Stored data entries

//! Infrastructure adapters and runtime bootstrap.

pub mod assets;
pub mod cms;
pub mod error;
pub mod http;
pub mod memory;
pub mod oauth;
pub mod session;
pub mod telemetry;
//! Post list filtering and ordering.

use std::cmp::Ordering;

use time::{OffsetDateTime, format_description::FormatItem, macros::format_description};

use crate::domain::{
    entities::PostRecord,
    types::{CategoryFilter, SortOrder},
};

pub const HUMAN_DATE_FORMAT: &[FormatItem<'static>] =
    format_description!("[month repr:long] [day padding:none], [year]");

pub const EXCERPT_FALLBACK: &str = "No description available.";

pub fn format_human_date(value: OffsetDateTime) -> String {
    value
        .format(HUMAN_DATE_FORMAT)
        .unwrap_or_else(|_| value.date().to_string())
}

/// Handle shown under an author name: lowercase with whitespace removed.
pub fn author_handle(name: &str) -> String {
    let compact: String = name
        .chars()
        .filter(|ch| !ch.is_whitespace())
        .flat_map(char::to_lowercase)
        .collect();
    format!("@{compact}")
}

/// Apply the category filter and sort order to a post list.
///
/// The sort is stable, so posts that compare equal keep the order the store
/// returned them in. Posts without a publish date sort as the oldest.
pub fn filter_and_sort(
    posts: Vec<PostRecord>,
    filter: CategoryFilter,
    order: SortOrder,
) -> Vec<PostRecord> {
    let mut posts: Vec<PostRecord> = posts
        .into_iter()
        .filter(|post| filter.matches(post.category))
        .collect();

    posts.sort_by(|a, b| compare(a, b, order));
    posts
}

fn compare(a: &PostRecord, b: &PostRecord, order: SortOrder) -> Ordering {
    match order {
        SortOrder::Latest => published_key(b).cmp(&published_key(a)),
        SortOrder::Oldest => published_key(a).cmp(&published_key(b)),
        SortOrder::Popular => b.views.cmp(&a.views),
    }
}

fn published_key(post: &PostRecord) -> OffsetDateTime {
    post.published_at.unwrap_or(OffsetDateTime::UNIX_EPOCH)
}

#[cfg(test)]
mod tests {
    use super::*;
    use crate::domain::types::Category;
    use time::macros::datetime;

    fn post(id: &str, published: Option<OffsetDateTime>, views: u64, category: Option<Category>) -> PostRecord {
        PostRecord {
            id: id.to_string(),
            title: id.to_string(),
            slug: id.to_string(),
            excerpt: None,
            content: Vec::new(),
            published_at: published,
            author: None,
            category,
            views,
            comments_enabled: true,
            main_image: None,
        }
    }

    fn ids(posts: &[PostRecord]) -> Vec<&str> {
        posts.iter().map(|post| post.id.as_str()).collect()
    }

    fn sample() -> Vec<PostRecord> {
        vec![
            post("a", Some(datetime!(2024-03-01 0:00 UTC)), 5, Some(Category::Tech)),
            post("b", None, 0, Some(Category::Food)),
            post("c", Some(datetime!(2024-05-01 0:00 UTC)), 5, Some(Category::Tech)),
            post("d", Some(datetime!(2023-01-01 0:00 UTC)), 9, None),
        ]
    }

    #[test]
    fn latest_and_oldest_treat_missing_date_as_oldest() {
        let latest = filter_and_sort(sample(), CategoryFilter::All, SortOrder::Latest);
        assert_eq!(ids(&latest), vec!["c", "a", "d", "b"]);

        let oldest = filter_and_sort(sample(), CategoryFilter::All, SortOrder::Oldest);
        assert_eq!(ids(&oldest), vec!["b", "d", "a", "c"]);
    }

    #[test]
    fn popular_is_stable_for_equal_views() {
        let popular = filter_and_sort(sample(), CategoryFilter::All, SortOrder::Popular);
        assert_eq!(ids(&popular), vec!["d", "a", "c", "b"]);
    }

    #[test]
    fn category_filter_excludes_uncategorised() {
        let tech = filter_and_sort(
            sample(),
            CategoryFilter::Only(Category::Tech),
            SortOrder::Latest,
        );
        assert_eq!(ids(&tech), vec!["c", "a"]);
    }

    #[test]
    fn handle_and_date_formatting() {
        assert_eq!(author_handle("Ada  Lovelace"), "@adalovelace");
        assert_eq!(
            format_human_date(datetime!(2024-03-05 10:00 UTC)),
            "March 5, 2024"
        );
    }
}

...

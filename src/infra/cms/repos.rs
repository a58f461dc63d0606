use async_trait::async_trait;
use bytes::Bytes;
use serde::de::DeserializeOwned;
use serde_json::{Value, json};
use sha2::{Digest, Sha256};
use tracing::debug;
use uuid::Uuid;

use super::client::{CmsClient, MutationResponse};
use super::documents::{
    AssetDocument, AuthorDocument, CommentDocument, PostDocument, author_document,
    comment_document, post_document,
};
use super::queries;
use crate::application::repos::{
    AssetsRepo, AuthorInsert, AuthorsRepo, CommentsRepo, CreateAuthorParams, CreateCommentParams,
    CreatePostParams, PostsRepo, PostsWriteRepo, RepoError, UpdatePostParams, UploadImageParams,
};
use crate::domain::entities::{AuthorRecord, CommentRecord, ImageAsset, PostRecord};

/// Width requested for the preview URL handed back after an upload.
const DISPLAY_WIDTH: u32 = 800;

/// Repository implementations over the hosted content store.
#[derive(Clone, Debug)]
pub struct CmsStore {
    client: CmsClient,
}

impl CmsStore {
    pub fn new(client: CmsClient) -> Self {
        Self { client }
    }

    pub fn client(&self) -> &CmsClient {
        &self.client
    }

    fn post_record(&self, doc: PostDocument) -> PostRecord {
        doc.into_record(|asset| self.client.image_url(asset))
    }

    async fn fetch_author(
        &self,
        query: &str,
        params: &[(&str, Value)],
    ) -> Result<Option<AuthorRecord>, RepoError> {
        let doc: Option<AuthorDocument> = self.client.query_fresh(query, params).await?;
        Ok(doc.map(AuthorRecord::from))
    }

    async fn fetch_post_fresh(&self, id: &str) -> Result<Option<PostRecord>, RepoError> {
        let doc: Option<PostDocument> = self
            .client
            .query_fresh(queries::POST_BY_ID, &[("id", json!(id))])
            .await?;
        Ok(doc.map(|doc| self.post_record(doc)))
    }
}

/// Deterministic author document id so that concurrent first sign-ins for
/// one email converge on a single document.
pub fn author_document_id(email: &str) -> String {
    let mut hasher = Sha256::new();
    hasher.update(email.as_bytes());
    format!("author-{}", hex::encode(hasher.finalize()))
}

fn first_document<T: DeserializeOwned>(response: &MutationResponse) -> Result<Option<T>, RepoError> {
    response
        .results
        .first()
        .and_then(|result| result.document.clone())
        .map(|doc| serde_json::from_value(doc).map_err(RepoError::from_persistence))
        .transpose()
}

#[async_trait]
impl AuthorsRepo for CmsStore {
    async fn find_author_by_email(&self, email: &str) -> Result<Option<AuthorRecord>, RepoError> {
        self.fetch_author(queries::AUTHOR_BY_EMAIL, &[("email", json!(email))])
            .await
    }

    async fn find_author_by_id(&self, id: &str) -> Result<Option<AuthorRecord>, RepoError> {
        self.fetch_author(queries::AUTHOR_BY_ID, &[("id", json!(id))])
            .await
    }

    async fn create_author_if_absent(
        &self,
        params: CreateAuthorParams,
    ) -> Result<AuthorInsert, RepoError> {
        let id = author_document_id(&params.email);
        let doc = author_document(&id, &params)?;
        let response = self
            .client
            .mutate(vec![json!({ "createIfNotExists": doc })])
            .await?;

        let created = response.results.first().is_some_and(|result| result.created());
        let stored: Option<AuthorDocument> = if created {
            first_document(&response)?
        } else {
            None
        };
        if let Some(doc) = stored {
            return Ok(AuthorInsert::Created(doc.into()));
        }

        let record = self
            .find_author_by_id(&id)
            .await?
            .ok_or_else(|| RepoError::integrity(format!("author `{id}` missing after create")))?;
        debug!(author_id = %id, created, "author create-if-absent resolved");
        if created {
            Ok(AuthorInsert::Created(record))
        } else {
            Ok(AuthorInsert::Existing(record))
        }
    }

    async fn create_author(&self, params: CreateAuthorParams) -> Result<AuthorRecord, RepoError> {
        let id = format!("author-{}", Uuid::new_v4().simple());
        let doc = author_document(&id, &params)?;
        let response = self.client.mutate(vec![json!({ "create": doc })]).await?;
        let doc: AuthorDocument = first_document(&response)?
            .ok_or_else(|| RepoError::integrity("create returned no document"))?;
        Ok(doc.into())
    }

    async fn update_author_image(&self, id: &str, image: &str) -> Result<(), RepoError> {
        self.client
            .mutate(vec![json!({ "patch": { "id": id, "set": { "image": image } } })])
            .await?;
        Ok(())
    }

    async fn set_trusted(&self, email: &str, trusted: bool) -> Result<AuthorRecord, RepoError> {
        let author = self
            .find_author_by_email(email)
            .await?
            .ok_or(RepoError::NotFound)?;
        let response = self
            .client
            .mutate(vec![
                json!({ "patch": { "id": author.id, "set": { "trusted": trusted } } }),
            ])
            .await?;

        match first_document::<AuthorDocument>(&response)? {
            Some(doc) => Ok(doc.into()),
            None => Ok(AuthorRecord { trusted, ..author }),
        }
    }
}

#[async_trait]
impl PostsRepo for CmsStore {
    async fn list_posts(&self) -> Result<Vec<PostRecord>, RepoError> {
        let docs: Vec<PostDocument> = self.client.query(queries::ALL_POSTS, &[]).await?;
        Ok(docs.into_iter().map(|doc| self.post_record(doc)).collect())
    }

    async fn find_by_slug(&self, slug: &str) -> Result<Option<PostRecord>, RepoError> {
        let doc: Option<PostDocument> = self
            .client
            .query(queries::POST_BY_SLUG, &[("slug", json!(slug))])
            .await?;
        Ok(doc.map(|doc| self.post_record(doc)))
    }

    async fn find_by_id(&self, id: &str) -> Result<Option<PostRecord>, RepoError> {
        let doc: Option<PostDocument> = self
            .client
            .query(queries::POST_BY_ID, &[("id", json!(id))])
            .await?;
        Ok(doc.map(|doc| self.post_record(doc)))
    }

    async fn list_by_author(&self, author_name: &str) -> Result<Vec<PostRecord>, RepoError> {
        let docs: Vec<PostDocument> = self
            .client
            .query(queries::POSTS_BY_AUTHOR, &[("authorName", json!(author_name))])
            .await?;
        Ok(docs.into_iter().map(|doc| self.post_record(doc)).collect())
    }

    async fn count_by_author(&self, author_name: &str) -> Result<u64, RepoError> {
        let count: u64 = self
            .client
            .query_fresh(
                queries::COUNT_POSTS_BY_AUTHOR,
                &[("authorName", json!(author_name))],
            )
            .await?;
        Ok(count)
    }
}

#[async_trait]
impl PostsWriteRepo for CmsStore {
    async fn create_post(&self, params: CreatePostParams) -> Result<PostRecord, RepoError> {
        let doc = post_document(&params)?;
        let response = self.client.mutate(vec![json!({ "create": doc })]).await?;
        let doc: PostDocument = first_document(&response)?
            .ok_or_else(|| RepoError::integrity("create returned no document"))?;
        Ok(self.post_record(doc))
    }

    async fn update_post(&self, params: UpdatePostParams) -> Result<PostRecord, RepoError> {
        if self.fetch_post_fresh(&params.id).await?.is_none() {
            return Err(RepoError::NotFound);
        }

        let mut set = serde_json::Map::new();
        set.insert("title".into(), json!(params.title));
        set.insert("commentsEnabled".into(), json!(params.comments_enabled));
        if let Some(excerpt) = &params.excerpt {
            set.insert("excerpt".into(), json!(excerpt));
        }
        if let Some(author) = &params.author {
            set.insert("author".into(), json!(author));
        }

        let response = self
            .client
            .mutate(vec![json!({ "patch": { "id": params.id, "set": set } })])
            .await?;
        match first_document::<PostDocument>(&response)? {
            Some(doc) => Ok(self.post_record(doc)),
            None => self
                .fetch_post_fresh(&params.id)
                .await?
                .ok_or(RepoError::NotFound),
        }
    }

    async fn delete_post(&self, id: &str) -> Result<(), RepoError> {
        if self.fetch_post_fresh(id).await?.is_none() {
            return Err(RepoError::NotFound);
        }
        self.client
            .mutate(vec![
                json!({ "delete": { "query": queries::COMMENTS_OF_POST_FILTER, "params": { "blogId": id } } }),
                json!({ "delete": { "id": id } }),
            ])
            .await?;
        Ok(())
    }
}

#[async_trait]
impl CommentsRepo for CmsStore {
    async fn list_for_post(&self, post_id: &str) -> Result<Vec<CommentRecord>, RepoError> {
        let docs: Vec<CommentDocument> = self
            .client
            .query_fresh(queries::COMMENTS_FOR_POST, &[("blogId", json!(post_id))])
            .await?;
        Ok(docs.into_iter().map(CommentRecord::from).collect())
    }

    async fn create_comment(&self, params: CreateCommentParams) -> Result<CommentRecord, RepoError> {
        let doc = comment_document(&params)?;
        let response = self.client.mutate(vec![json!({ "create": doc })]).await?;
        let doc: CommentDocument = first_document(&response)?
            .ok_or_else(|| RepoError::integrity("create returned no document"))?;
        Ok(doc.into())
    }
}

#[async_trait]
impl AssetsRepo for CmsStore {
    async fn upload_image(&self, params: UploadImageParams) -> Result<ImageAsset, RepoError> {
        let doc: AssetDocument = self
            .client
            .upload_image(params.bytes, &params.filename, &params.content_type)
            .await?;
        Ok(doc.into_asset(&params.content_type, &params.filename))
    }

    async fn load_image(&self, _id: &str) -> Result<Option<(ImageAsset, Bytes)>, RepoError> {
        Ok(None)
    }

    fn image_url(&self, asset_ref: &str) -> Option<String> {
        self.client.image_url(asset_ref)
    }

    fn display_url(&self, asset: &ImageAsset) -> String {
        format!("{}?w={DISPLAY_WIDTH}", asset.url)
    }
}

Exercise directions:
In the data above, which lines have "CmsClient"? Report each of them.

Output of the task:
use super::client::{CmsClient, MutationResponse};
    client: CmsClient,
    pub fn new(client: CmsClient) -> Self {
    pub fn client(&self) -> &CmsClient {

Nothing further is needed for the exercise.